Le SYNHA-CI, pour sa part, regrette que le débat ait quitté le terrain juridique pour celui des attaques personnelles. Il considère que les éléments relatifs à la situation personnelle de son Secrétaire général sont étrangers au fond du dossier et ne répondent pas aux préoccupations soulevées.


Dans son droit de réponse, le syndicat évoque également des interrogations concernant le fonctionnement interne de la MA-MIRAH. Il relève notamment que l'Assemblée générale extraordinaire convoquée pour modifier les textes aurait, selon lui, été présentée publiquement comme une Assemblée générale élective, sans appel à candidatures ni campagne électorale préalables.


 

Le SYNHA-CI estime que ces questions méritent des explications afin de garantir la transparence dans la gouvernance de l'organisation.


En conclusion, le SYNHA-CI réaffirme son attachement au respect de la législation, des textes réglementaires ainsi qu'aux principes de transparence et de bonne gouvernance. Il invite les responsables de la MA-MIRAH à privilégier un dialogue fondé sur les faits et les dispositions juridiques plutôt que sur les invectives.

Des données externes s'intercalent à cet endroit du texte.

use hawser_core::{H160, H256, U256};

use crate::ParamKind;

/// A host-language value crossing the wire codec.
///
/// The runtime stays dynamically typed over ABI values: dispatch carries
/// `(ParamKind, Value)` pairs and generated stubs erase the dynamism at
/// the call site. Signed integers are held as full-width two's
/// complement.
#[derive(Debug, Clone, PartialEq, Eq)]
pub enum Value {
    /// Unsigned integer, right-aligned on the wire.
    Uint(U256),
    /// Signed integer in 256-bit two's complement.
    Int(U256),
    /// 20-byte account address.
    Address(H160),
    /// Boolean.
    Bool(bool),
    /// Fixed-width byte string (`bytesM`).
    FixedBytes(Vec<u8>),
    /// Dynamic byte string.
    Bytes(Vec<u8>),
    /// Dynamic UTF-8 string.
    String(String),
    /// Fixed-length homogeneous array.
    FixedArray(Vec<Value>),
    /// Dynamic homogeneous array.
    Array(Vec<Value>),
    /// Heterogeneous field list.
    Tuple(Vec<Value>),
}

impl Value {
    /// Whether this value is assignable to `kind`.
    ///
    /// Checks structure only: variant, fixed widths, arity and element
    /// compatibility. Numeric range is the encoder's concern and fails
    /// with `Overflow` there, not here.
    pub fn is(&self, kind: &ParamKind) -> bool {
        match (self, kind) {
            (Value::Uint(_), ParamKind::Uint(_)) => true,
            (Value::Int(_), ParamKind::Int(_)) => true,
            (Value::Address(_), ParamKind::Address) => true,
            (Value::Bool(_), ParamKind::Bool) => true,
            (Value::FixedBytes(bytes), ParamKind::FixedBytes(width)) => bytes.len() == *width,
            (Value::Bytes(_), ParamKind::Bytes) => true,
            (Value::String(_), ParamKind::String) => true,
            (Value::FixedArray(items), ParamKind::FixedArray(element, len)) => {
                items.len() == *len && items.iter().all(|item| item.is(element))
            }
            (Value::Array(items), ParamKind::Array(element)) => {
                items.iter().all(|item| item.is(element))
            }
            (Value::Tuple(items), ParamKind::Tuple(fields)) => {
                items.len() == fields.len()
                    && items
                        .iter()
                        .zip(fields)
                        .all(|(item, (_, kind))| item.is(kind))
            }
            _ => false,
        }
    }

    /// The unsigned integer inside, if any.
    pub fn into_uint(self) -> Option<U256> {
        match self {
            Value::Uint(value) => Some(value),
            _ => None,
        }
    }

    /// The two's-complement signed integer inside, if any.
    pub fn into_int(self) -> Option<U256> {
        match self {
            Value::Int(value) => Some(value),
            _ => None,
        }
    }

    /// The address inside, if any.
    pub fn into_address(self) -> Option<H160> {
        match self {
            Value::Address(value) => Some(value),
            _ => None,
        }
    }

    /// The boolean inside, if any.
    pub fn into_bool(self) -> Option<bool> {
        match self {
            Value::Bool(value) => Some(value),
            _ => None,
        }
    }

    /// The byte payload inside, for both fixed and dynamic byte strings.
    pub fn into_bytes(self) -> Option<Vec<u8>> {
        match self {
            Value::FixedBytes(bytes) | Value::Bytes(bytes) => Some(bytes),
            _ => None,
        }
    }

    /// The string inside, if any.
    pub fn into_string(self) -> Option<String> {
        match self {
            Value::String(value) => Some(value),
            _ => None,
        }
    }

    /// The element list inside, for both array flavours.
    pub fn into_array(self) -> Option<Vec<Value>> {
        match self {
            Value::FixedArray(items) | Value::Array(items) => Some(items),
            _ => None,
        }
    }

    /// The field list inside, if this is a tuple.
    pub fn into_tuple(self) -> Option<Vec<Value>> {
        match self {
            Value::Tuple(items) => Some(items),
            _ => None,
        }
    }
}

impl From<u64> for Value {
    fn from(value: u64) -> Self {
        Value::Uint(value.into())
    }
}

impl From<u128> for Value {
    fn from(value: u128) -> Self {
        Value::Uint(value.into())
    }
}

impl From<U256> for Value {
    fn from(value: U256) -> Self {
        Value::Uint(value)
    }
}

impl From<i64> for Value {
    fn from(value: i64) -> Self {
        // Sign-extend into 256-bit two's complement.
        if value >= 0 {
            Value::Int(U256::from(value as u64))
        } else {
            Value::Int(U256::MAX - U256::from(value.unsigned_abs()) + U256::one())
        }
    }
}

impl From<H160> for Value {
    fn from(value: H160) -> Self {
        Value::Address(value)
    }
}

impl From<H256> for Value {
    fn from(value: H256) -> Self {
        Value::FixedBytes(value.as_bytes().to_vec())
    }
}

impl From<bool> for Value {
    fn from(value: bool) -> Self {
        Value::Bool(value)
    }
}

impl From<&str> for Value {
    fn from(value: &str) -> Self {
        Value::String(value.to_owned())
    }
}

impl From<String> for Value {
    fn from(value: String) -> Self {
        Value::String(value)
    }
}

impl From<Vec<u8>> for Value {
    fn from(value: Vec<u8>) -> Self {
        Value::Bytes(value)
    }
}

De son côté, la MA-MIRAH appelle ses délégués et ses adhérents à rester mobilisés autour de son objectif principal, l'amélioration des conditions de vie et de protection sociale des agents du ministère.


Alors que les positions demeurent divergentes, ce différend met en lumière les enjeux liés à la gouvernance des structures représentatives des agents du MIRAH et à la protection de leurs droits. La suite de ce dossier dépendra des clarifications qui pourraient être apportées par les parties concernées ou, le cas échéant, par les autorités compétentes.